Ultrasound and fine needle aspiration biopsy (FNAB) play a primary role in determining the nature of nodules.

Objectives:

The aim of our study is to determine the diagnostic accuracy, sensitivity, and specificity of artificial intelligence-thyroid imaging reporting and data system (AI-TIRADS) in differentiating malignant from benign nodules to establish the treatment plan for patients and avoid unnecessary FNAB.

Methods:

This cross-sectional study was conducted between September 2020 and September 2021 (one year). Patients (n = 133) who had an indication for surgery due to nodular thyroid disease and were referred to the therapeutic training center of 5 Azar and Falsafi private section hospitals, Gorgan, Iran, were included. The diagnostic accuracy of FNAB and AI-TIRADS was calculated.

Results:

The mean age of patients with malignant pathology (39.65 ± 11.69) was lower than that of patients with benign pathology (44.14 ± 13.54), which was statistically significant (P = 0.042). Fifty-two out of 72 nodules less than 25 mm were malignant, demonstrating a higher prevalence of benign pathology in larger nodules. A pooled analysis of thyroid reporting (TR) = 2 and TR points ≥ 7 for their power in predicting the final pathology outcome showed figures of 0.97, 0.93, 0.97, and 0.97 for sensitivity, specificity, positive predictive value (PPV), and negative predictive value (NPV), respectively, with an overall pooled accuracy of 0.97 for these two groups of sonographic results.

Conclusions:

We concluded that AI-TIRADS has a high sensitivity and diagnostic accuracy in differentiating benign from suspicious nodules.

1. Background

A thyroid nodule is a solid or fluid-filled mass that may or may not produce thyroid hormone. These nodules may be small and asymptomatic, found incidentally or during ultrasound follow-up of a patient with thyroiditis or hypothyroidism, or may grow to an extent that creates cosmetic concerns or puts pressure on the airway or esophagus (1, 2).
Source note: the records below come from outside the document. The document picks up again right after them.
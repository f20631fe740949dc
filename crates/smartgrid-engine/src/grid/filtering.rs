use super::*;

use smartgrid_core::{
    FilterCondition, FilterOperator, GridError, GridResult, SortDirection, SortState, Value,
};

use crate::filter_sets::FilterSet;
use crate::options::FetchOutcome;
use crate::pagination::PaginationMode;

impl SmartGrid {
    // Quick filters

    /// Set the quick filter text of a column. Blank text removes it.
    pub fn set_quick_filter(&mut self, key: &str, text: &str) -> bool {
        if !self.quick_filters.set(key, text) {
            return false;
        }
        tracing::debug!(column = key, "Quick filter changed");
        self.pagination.reset();
        self.refresh();
        true
    }

    pub fn clear_quick_filters(&mut self) {
        if self.quick_filters.clear() {
            self.pagination.reset();
            self.refresh();
        }
    }

    pub fn quick_filters(&self) -> &QuickFilters {
        &self.quick_filters
    }

    // Advanced filter panel

    pub fn filter_panel(&self) -> &FilterPanel {
        &self.filter_panel
    }

    /// Set a panel value without applying it
    pub fn set_filter_value(&mut self, key: &str, value: Value) -> GridResult<()> {
        self.filter_panel.set_value(key, value)
    }

    pub fn set_filter_operator(&mut self, key: &str, operator: FilterOperator) -> GridResult<()> {
        self.filter_panel.set_operator(key, operator)
    }

    pub fn active_filters(&self) -> &[FilterCondition] {
        self.filter_panel.applied()
    }

    /// Turn the panel values into the active conditions and persist them
    #[tracing::instrument(skip(self), fields(grid_id = %self.config.grid_id))]
    pub async fn apply_filters(&mut self) -> Vec<FilterCondition> {
        let conditions = self.filter_panel.handle_apply();
        self.preferences.set_active_filters(conditions.clone()).await;
        self.events.push(GridEvent::FiltersApplied(conditions.clone()));
        self.pagination.reset();
        self.refresh();
        conditions
    }

    /// Empty the panel and drop all active conditions
    #[tracing::instrument(skip(self), fields(grid_id = %self.config.grid_id))]
    pub async fn clear_filters(&mut self) {
        self.filter_panel.handle_clear();
        self.preferences.set_active_filters(Vec::new()).await;
        self.events.push(GridEvent::FiltersCleared);
        self.pagination.reset();
        self.refresh();
    }

    /// Search the options of a lazy filter field
    pub async fn search_filter_options(&mut self, key: &str, term: &str) -> GridResult<FetchOutcome> {
        let loader = self
            .filter_panel
            .loader_mut(key)
            .ok_or_else(|| GridError::NotFound(format!("lazy filter field '{}'", key)))?;
        let outcome = loader.search(term, None).await;
        self.report_fetch(key, &outcome);
        Ok(outcome)
    }

    pub async fn load_more_filter_options(&mut self, key: &str) -> GridResult<Option<FetchOutcome>> {
        let loader = self
            .filter_panel
            .loader_mut(key)
            .ok_or_else(|| GridError::NotFound(format!("lazy filter field '{}'", key)))?;
        let outcome = loader.load_more().await;
        if let Some(outcome) = &outcome {
            self.report_fetch(key, outcome);
        }
        Ok(outcome)
    }

    pub(super) fn report_fetch(&mut self, key: &str, outcome: &FetchOutcome) {
        if let FetchOutcome::Failed(message) = outcome {
            self.notices.push(Notice::warning(format!(
                "Options for '{}' could not be loaded: {}",
                key, message
            )));
        }
    }

    // Filter sets

    pub fn filter_sets(&self) -> &[FilterSet] {
        self.filter_sets.as_ref().map(|m| m.sets()).unwrap_or(&[])
    }

    fn filter_set_manager(&mut self) -> Option<&mut FilterSetManager> {
        if self.filter_sets.is_none() {
            self.notices
                .push(Notice::warning("Saved filters are not available for this grid"));
        }
        self.filter_sets.as_mut()
    }

    /// Refresh the cached filter sets
    pub async fn load_filter_sets(&mut self) {
        let Some(manager) = self.filter_sets.as_mut() else {
            return;
        };
        if self.gate.try_begin(GridAction::LoadFilterSets).is_err() {
            return;
        }
        manager.load().await;
        self.gate.finish(GridAction::LoadFilterSets);
    }

    /// Apply the default filter set, once per mount, when nothing is filtered
    pub(super) async fn apply_default_filter_set(&mut self) {
        let has_active = !self.filter_panel.applied().is_empty() || !self.quick_filters.is_empty();
        let Some(set) = self
            .filter_sets
            .as_mut()
            .and_then(|m| m.take_default_for_mount(has_active))
        else {
            return;
        };
        tracing::info!(id = %set.id, "Applying default filter set");
        self.apply_loaded_filter_set(set).await;
    }

    /// Load a saved set into the panel and apply it immediately
    pub async fn apply_filter_set(&mut self, id: &str) -> GridResult<Vec<FilterCondition>> {
        let set = self
            .filter_sets
            .as_ref()
            .and_then(|m| m.get(id))
            .cloned()
            .ok_or_else(|| GridError::NotFound(format!("filter set '{}'", id)))?;
        Ok(self.apply_loaded_filter_set(set).await)
    }

    async fn apply_loaded_filter_set(&mut self, set: FilterSet) -> Vec<FilterCondition> {
        self.filter_panel.load_values(&set.filters);
        let conditions = self.apply_filters().await;
        self.events.push(GridEvent::FilterSetApplied {
            id: set.id,
            name: set.name,
        });
        conditions
    }

    /// Save the current panel values as a named set
    pub async fn save_filter_set(&mut self, name: &str, make_default: bool) -> GridResult<Option<FilterSet>> {
        let filters = self.filter_panel.values().clone();
        self.gate.try_begin(GridAction::SaveFilterSet)?;
        let saved = match self.filter_set_manager() {
            Some(manager) => manager.save(name, filters, make_default).await,
            None => None,
        };
        self.gate.finish(GridAction::SaveFilterSet);
        Ok(saved)
    }

    pub async fn rename_filter_set(&mut self, id: &str, name: &str) -> GridResult<bool> {
        self.gate.try_begin(GridAction::UpdateFilterSet)?;
        let renamed = match self.filter_set_manager() {
            Some(manager) => manager.rename(id, name).await,
            None => false,
        };
        self.gate.finish(GridAction::UpdateFilterSet);
        Ok(renamed)
    }

    /// Overwrite a saved set with the current panel values
    pub async fn update_filter_set(&mut self, id: &str) -> GridResult<bool> {
        let filters = self.filter_panel.values().clone();
        self.gate.try_begin(GridAction::UpdateFilterSet)?;
        let updated = match self.filter_set_manager() {
            Some(manager) => manager.update_filters(id, filters).await,
            None => false,
        };
        self.gate.finish(GridAction::UpdateFilterSet);
        Ok(updated)
    }

    pub async fn set_default_filter_set(&mut self, id: &str) -> GridResult<bool> {
        self.gate.try_begin(GridAction::UpdateFilterSet)?;
        let promoted = match self.filter_set_manager() {
            Some(manager) => manager.set_default(id).await,
            None => false,
        };
        self.gate.finish(GridAction::UpdateFilterSet);
        Ok(promoted)
    }

    pub async fn delete_filter_set(&mut self, id: &str) -> GridResult<bool> {
        self.gate.try_begin(GridAction::DeleteFilterSet)?;
        let deleted = match self.filter_set_manager() {
            Some(manager) => manager.delete(id).await,
            None => false,
        };
        self.gate.finish(GridAction::DeleteFilterSet);
        Ok(deleted)
    }

    // Sorting

    pub fn sort_state(&self) -> Option<&SortState> {
        self.sort.state()
    }

    /// Replace the active sort. `None` removes it.
    #[tracing::instrument(skip(self), fields(grid_id = %self.config.grid_id))]
    pub async fn set_sort(&mut self, sort: Option<SortState>) -> GridResult<()> {
        if let Some(state) = &sort {
            let sortable = self.column(&state.field).is_some_and(|c| c.sortable);
            if !sortable {
                return Err(GridError::InvalidValue(format!(
                    "column '{}' is not sortable",
                    state.field
                )));
            }
        }
        self.sort.set(sort.clone());
        self.after_sort_changed(sort).await;
        Ok(())
    }

    pub async fn sort_by(&mut self, field: &str, direction: SortDirection) -> GridResult<()> {
        self.set_sort(Some(SortState {
            field: field.to_string(),
            direction,
        }))
        .await
    }

    /// Cycle a column header through ascending, descending and unsorted
    pub async fn toggle_sort(&mut self, field: &str) -> GridResult<Option<SortState>> {
        if !self.column(field).is_some_and(|c| c.sortable) {
            return Err(GridError::InvalidValue(format!("column '{}' is not sortable", field)));
        }
        let next = self.sort.toggle(field).cloned();
        self.after_sort_changed(next.clone()).await;
        Ok(next)
    }

    async fn after_sort_changed(&mut self, sort: Option<SortState>) {
        tracing::info!(sort = ?sort, "Sort changed");
        self.preferences.set_sort(sort.clone()).await;
        self.events.push(GridEvent::SortChanged(sort));
        self.pagination.reset();
        self.refresh();
    }

    // Grouping

    pub fn group_by_field(&self) -> Option<&str> {
        self.group_by.as_deref()
    }

    /// Group by a groupable column, or flatten with `None`
    pub fn set_group_by(&mut self, field: Option<&str>) -> GridResult<()> {
        if let Some(key) = field {
            let groupable = self.column(key).is_some_and(|c| c.groupable);
            if !groupable {
                return Err(GridError::InvalidValue(format!(
                    "column '{}' is not groupable",
                    key
                )));
            }
        }
        self.group_by = field.map(str::to_string);
        tracing::info!(group_by = ?self.group_by, "Grouping changed");
        self.events.push(GridEvent::GroupingChanged(self.group_by.clone()));
        self.pagination.reset();
        self.recompute();
        Ok(())
    }

    // Pagination

    fn after_page_changed(&mut self, changed: bool) -> bool {
        if changed {
            self.events.push(GridEvent::PageChanged {
                page: self.pagination.current_page,
                page_size: self.pagination.records_per_page,
            });
            self.refresh();
        }
        changed
    }

    pub fn next_page(&mut self) -> bool {
        let changed = self.pagination.go_next();
        self.after_page_changed(changed)
    }

    pub fn prev_page(&mut self) -> bool {
        let changed = self.pagination.go_prev();
        self.after_page_changed(changed)
    }

    pub fn first_page(&mut self) -> bool {
        let changed = self.pagination.go_first();
        self.after_page_changed(changed)
    }

    pub fn last_page(&mut self) -> bool {
        let changed = self.pagination.go_last();
        self.after_page_changed(changed)
    }

    pub fn go_to_page(&mut self, page: usize) -> bool {
        let changed = self.pagination.go_to_page(page);
        self.after_page_changed(changed)
    }

    /// Change the page size and persist it
    pub async fn set_page_size(&mut self, page_size: usize) -> bool {
        if !self.pagination.set_limit(page_size) {
            return false;
        }
        self.preferences.set_page_size(page_size).await;
        self.after_page_changed(true)
    }

    pub fn set_pagination_mode(&mut self, mode: PaginationMode) -> bool {
        let changed = self.pagination.set_mode(mode);
        self.after_page_changed(changed)
    }

    /// Infinite scroll: extend the loaded window by one page
    pub fn load_more(&mut self) -> bool {
        if self.pagination.pagination_mode != PaginationMode::InfiniteScroll {
            return false;
        }
        match self.config.data_mode {
            DataMode::Client => {
                if !self.pagination.load_more() {
                    return false;
                }
                self.recompute();
                true
            }
            DataMode::Server => {
                let loaded = self.rows.len();
                let more = self.server_total.is_none_or(|total| loaded < total);
                if more {
                    self.events.push(GridEvent::LoadMoreRequested { loaded });
                }
                more
            }
        }
    }
}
Thyroid nodules can be benign or malignant. In general, most nodules are small and do not produce symptoms. It is important to determine the exact nature of the nodule because it affects the treatment plan and the outcome of the patient (2, 3). Ultrasound and fine needle aspiration biopsy (FNAB) play primary roles in determining the nature of thyroid nodules. The main imaging modality for evaluating thyroid tissue, particularly thyroid nodules, is ultrasound because it is safe, cost-effective, widely available, and does not involve radiation exposure (4, 5).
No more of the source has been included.